Ключ | страница 102
По широкой, металлической, кованной причудливыми узорами лестнице поднялся на второй этаж, прошел длинным коридором, повернул направо, мимо парткома и комитета комсомола, потом снова направо и очутился перед деканатом механико-математического факультета.
Среди абитуриентов заочного отделения были почти одни парни. Экзаменационную карточку с фотографией Демид получил еще раньше, сейчас выйдут члены приемной комиссии, объявят, кому куда идти, и все начнется…
Хотя он и уверял себя, что экзамена по математике не боится, все равно где-то под самым сердцем ощущался холодок беспокойства: а вдруг…

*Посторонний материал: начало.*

impl Mesh {
    /// An empty mesh whose containers are seeded from `registry`
    pub fn new(registry: &KeyRegistry) -> Self {
        Mesh {
            nodes: Vec::new(),
            elements: Vec::new(),
            materials: Vec::new(),
            functions: Vec::new(),
            couplings: Vec::new(),
            imported_couplings: Vec::new(),
            geometry_sets: GeometrySetContainer::with_registry(registry),
            boundary_conditions: BoundaryConditionContainer::with_registry(registry),
            ids: HashSet::new(),
        }
    }

    // ========================================================================
    // Accessors
    // ========================================================================

    pub fn nodes(&self) -> &[Rc<Node>] {
        &self.nodes
    }

    pub fn elements(&self) -> &[Rc<Element>] {
        &self.elements
    }

    pub fn materials(&self) -> &[Rc<Material>] {
        &self.materials
    }

    pub fn functions(&self) -> &[Rc<MeshItem>] {
        &self.functions
    }

    pub fn couplings(&self) -> &[Rc<Coupling>] {
        &self.couplings
    }

    /// Coupling lines of an imported file, kept verbatim
    pub fn imported_couplings(&self) -> &[Rc<MeshItem>] {
        &self.imported_couplings
    }

    pub fn geometry_sets(&self) -> &GeometrySetContainer {
        &self.geometry_sets
    }

    pub fn boundary_conditions(&self) -> &BoundaryConditionContainer {
        &self.boundary_conditions
    }

    pub(crate) fn geometry_sets_mut(&mut self) -> &mut GeometrySetContainer {
        &mut self.geometry_sets
    }

    pub(crate) fn boundary_conditions_mut(&mut self) -> &mut BoundaryConditionContainer {
        &mut self.boundary_conditions
    }

    /// True if the mesh has neither nodes nor elements
    pub fn is_empty(&self) -> bool {
        self.nodes.is_empty() && self.elements.is_empty()
    }

    // ========================================================================
    // Adding Items
    // ========================================================================

    pub fn add_node(&mut self, node: Rc<Node>) -> MeshResult<()> {
        if !self.ids.insert(node.id()) {
            return Err(duplicate(ItemKind::Node, &*node));
        }
        self.nodes.push(node);
        Ok(())
    }

    pub fn add_element(&mut self, element: Rc<Element>) -> MeshResult<()> {
        if !self.ids.insert(element.id()) {
            return Err(duplicate(ItemKind::Element, &*element));
        }
        self.elements.push(element);
        Ok(())
    }

    /// Add a material; a material already in the mesh is skipped.
    pub fn add_material(&mut self, material: Rc<Material>) {
        if !self.ids.insert(material.id()) {
            log::warn!("Material {} is already in the mesh", short_id(material.id()));
            return;
        }
        self.materials.push(material);
    }

    /// Add a function; a function already in the mesh is skipped.
    pub fn add_function(&mut self, function: Rc<MeshItem>) {
        if !self.ids.insert(function.id()) {
            log::warn!("Function {} is already in the mesh", short_id(function.id()));
            return;
        }
        self.functions.push(function);
    }

    pub fn add_coupling(&mut self, coupling: Rc<Coupling>) -> MeshResult<()> {
        if !self.ids.insert(coupling.id()) {
            return Err(duplicate(ItemKind::Coupling, &*coupling));
        }
        self.couplings.push(coupling);
        Ok(())
    }

    /// Add an imported coupling line. It is written before the couplings
    /// added with [`Mesh::add_coupling`], in the same section.
    pub(crate) fn add_imported_coupling(&mut self, line: Rc<MeshItem>) -> MeshResult<()> {
        if !self.ids.insert(line.id()) {
            return Err(duplicate(ItemKind::Raw, &*line));
        }
        self.imported_couplings.push(line);
        Ok(())
    }

    pub fn add_geometry_set(&mut self, set: Rc<GeometrySet>) -> MeshResult<()> {
        self.geometry_sets.append(set.geometry(), set)
    }

    /// Add a boundary condition under its (kind, geometry) key.
    pub fn add_bc(&mut self, bc: Rc<BoundaryCondition>) -> MeshResult<()> {
        self.boundary_conditions.append(bc.key(), bc)
    }

    /// Add every set of `names`, in name order.
    pub fn add_geometry_name(&mut self, names: &GeometryName) -> MeshResult<()> {
        for set in names.sets() {
            self.add_geometry_set(Rc::clone(set))?;
        }
        Ok(())
    }

    /// Add an item of any category.
    ///
    /// A bare [`MeshItem`] has no section of its own and is rejected.
    pub fn add(&mut self, item: AnyItem) -> MeshResult<()> {
        match item {
            AnyItem::Node(node) => self.add_node(node),
            AnyItem::Element(element) => self.add_element(element),
            AnyItem::Material(material) => {
                self.add_material(material);
                Ok(())
            }
            AnyItem::GeometrySet(set) => self.add_geometry_set(set),
            AnyItem::BoundaryCondition(bc) => self.add_bc(bc),
            AnyItem::Coupling(coupling) => self.add_coupling(coupling),
            AnyItem::Raw(_) => Err(MeshError::type_mismatch(
                ItemKind::Raw.name(),
                ItemKind::list(&[
                    ItemKind::Node,
                    ItemKind::Element,
                    ItemKind::Material,
                    ItemKind::GeometrySet,
                    ItemKind::BoundaryCondition,
                    ItemKind::Coupling,
                ]),
            )),
        }
    }

    /// Merge the content of `other` into this mesh.
    ///
    /// Items are shared, not copied. A duplicate aborts the merge and leaves
    /// the items merged so far in place.
    pub fn add_mesh(&mut self, other: &Mesh) -> MeshResult<()> {
        for node in &other.nodes {
            self.add_node(Rc::clone(node))?;
        }
        for element in &other.elements {
            self.add_element(Rc::clone(element))?;
        }
        for material in &other.materials {
            self.add_material(Rc::clone(material));
        }
        for function in &other.functions {
            self.add_function(Rc::clone(function));
        }
        for line in &other.imported_couplings {
            self.add_imported_coupling(Rc::clone(line))?;
        }
        for coupling in &other.couplings {
            self.add_coupling(Rc::clone(coupling))?;
        }
        self.geometry_sets.extend(&other.geometry_sets)?;
        self.boundary_conditions.extend(&other.boundary_conditions)?;
        log::debug!(
            "Merged mesh with {} nodes and {} elements",
            other.nodes.len(),
            other.elements.len()
        );
        Ok(())
    }

    // ========================================================================
    // Couplings
    // ========================================================================

    /// Couple `nodes` and add the coupling to the mesh.
    pub fn couple_nodes(&mut self, nodes: Vec<Rc<Node>>, coupling_type: CouplingType) -> MeshResult<Rc<Coupling>> {
        let coupling = Rc::new(Coupling::new(nodes, coupling_type)?);
        self.add_coupling(Rc::clone(&coupling))?;
        Ok(coupling)
    }

    /// Couple every group of mesh nodes lying within `eps` of each other.
    ///
    /// Interior nodes of beam elements and nodes read from an input file
    /// are never coupled. Each group is
    /// formed around its first node in mesh order. Returns the number of
    /// couplings created.
    pub fn couple_close_nodes(&mut self, eps: f64, coupling_type: CouplingType) -> MeshResult<usize> {
        let middle: HashSet<Uuid> = self
            .elements
            .iter()
            .flat_map(|element| element.middle_nodes())
            .map(|node| node.id())
            .collect();
        let candidates: Vec<Rc<Node>> = self
            .nodes
            .iter()
            .filter(|node| !node.is_imported() && !middle.contains(&node.id()))
            .cloned()
            .collect();

        let mut grouped = vec![false; candidates.len()];
        let mut groups = Vec::new();
        for i in 0..candidates.len() {
            if grouped[i] {
                continue;
            }
            let reference = candidates[i].coordinates();
            let mut group = vec![Rc::clone(&candidates[i])];
            for j in (i + 1)..candidates.len() {
                if !grouped[j] && distance(reference, candidates[j].coordinates()) < eps {
                    grouped[j] = true;
                    group.push(Rc::clone(&candidates[j]));
                }
            }
            if group.len() > 1 {
                groups.push(group);
            }
        }

        let count = groups.len();
        for group in groups {
            self.couple_nodes(group, coupling_type.clone())?;
        }
        log::debug!("Created {} couplings between close nodes", count);
        Ok(count)
    }

    // ========================================================================
    // Linking and Numbering
    // ========================================================================

    /// Resolve the placeholders left by a legacy import.
    ///
    /// Element and set nodes index the node list; boundary condition sets
    /// index the set list of their geometry.
    pub(crate) fn link_placeholders(&self) -> MeshResult<()> {
        for element in &self.elements {
            element.link_nodes(&self.nodes)?;
        }
        for (_, items) in self.geometry_sets.iter() {
            for set in items.iter().filter_map(AnyItem::as_geometry_set) {
                set.link_nodes(&self.nodes)?;
            }
        }
        for (&(_, geometry), items) in self.boundary_conditions.iter() {
            for bc in items.iter().filter_map(AnyItem::as_boundary_condition) {
                bc.link_geometry_set(self.geometry_sets.get(&geometry))?;
            }
        }
        Ok(())
    }

    /// Every geometry set that will be written, numbered per geometry.
    ///
    /// Starts from a copy of the mesh's own sets and adds the sets of
    /// boundary conditions and couplings; a set reachable several ways is
    /// listed once, at its first position.
    pub fn unique_geometry_sets(&self) -> MeshResult<GeometrySetContainer> {
        let mut sets = self.geometry_sets.copy();
        for (_, items) in self.boundary_conditions.iter() {
            for bc in items.iter().filter_map(AnyItem::as_boundary_condition) {
                if let Some(set) = bc.geometry_set() {
                    sets.append_unique(set.geometry(), AnyItem::from(set))?;
                }
            }
        }
        for coupling in &self.couplings {
            let set = Rc::clone(coupling.node_set());
            sets.append_unique(set.geometry(), AnyItem::from(set))?;
        }

        for (_, items) in sets.iter() {
            for (i, item) in items.iter().enumerate() {
                item.base().set_global_index(i + 1);
            }
        }
        Ok(sets)
    }

    /// Number every item of the mesh.
    ///
    /// Returns the numbered geometry sets, which include the sets of boundary
    /// conditions and couplings.
    pub fn assign_global_indices(&self) -> MeshResult<GeometrySetContainer> {
        let sets = self.unique_geometry_sets()?;
        number(&self.nodes);
        number(&self.elements);
        number(&self.materials);
        number(&self.functions);
        number(&self.couplings);
        for (_, items) in self.boundary_conditions.iter() {
            for (i, item) in items.iter().enumerate() {
                item.base().set_global_index(i + 1);
            }
        }
        log::debug!(
            "Numbered {} nodes, {} elements, {} geometry sets",
            self.nodes.len(),
            self.elements.len(),
            sets.item_count()
        );
        Ok(sets)
    }

    /// Rebuild the element back-references of all nodes.
    ///
    /// A node may take part in at most one coupling.
    pub fn set_node_links(&self) -> MeshResult<()> {
        for node in &self.nodes {
            node.clear_element_links();
        }
        for element in &self.elements {
            for node in element.resolved_nodes() {
                node.clear_element_links();
            }
        }
        for element in &self.elements {
            for node in element.resolved_nodes() {
                node.link_element(element);
            }
        }

        let mut coupled: HashSet<Uuid> = HashSet::new();
        for coupling in &self.couplings {
            for node in coupling.node_set().resolved_nodes()? {
                if !coupled.insert(node.id()) {
                    return Err(MeshError::invariant(format!(
                        "Node {} is part of more than one coupling",
                        short_id(node.id())
                    )));
                }
            }
        }
        Ok(())
    }

    pub fn summary(&self) -> MeshSummary {
        MeshSummary {
            nodes: self.nodes.len(),
            elements: self.elements.len(),
            materials: self.materials.len(),
            functions: self.functions.len(),
            couplings: self.couplings.len() + self.imported_couplings.len(),
            geometry_sets: self.geometry_sets.item_count(),
            boundary_conditions: self.boundary_conditions.item_count(),
        }
    }

    /// Number of geometry sets of `geometry` added directly to the mesh
    pub fn geometry_set_count(&self, geometry: Geometry) -> usize {
        self.geometry_sets.get(&geometry).len()
    }
}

Сквозь толпу абитуриентов к деканату прошел высокий худощавый человек. Демиду показалось, будто он где-то встречал его. Возраст его определить было трудно. Если смотреть в глаза — тридцать, не больше, — такие они были светлые, прозрачные, словно удивленные, ждавшие встречи с радостью. Если же взглянуть со спины, видна широкая лысина и исполосованная морщинами шея. Можно дать и шестьдесят, хотя на висках, где остались тщательно подстриженные волосы, седины немного. Одет он в мягкий кожаный коричневый пиджак, воротник голубой рубашки расстегнут.
Прошел в деканат, закрыл за собой дверь, и в толпе абитуриентов кто-то с уважением сказал:
— Лубенцов.
Неожиданно в памяти Демида возникли лихорадочно блестевшие глаза Аполлона Вовгуры и вспомнился рассказ про талантливого профессора. Неужели это тот самый Лубенцов? Быть не может!
А почему не может? С тех пор прошло немало лет. Давно отбыл срок своего наказания молодой Лубенцов. Только как-то странно встретить его здесь, в университете…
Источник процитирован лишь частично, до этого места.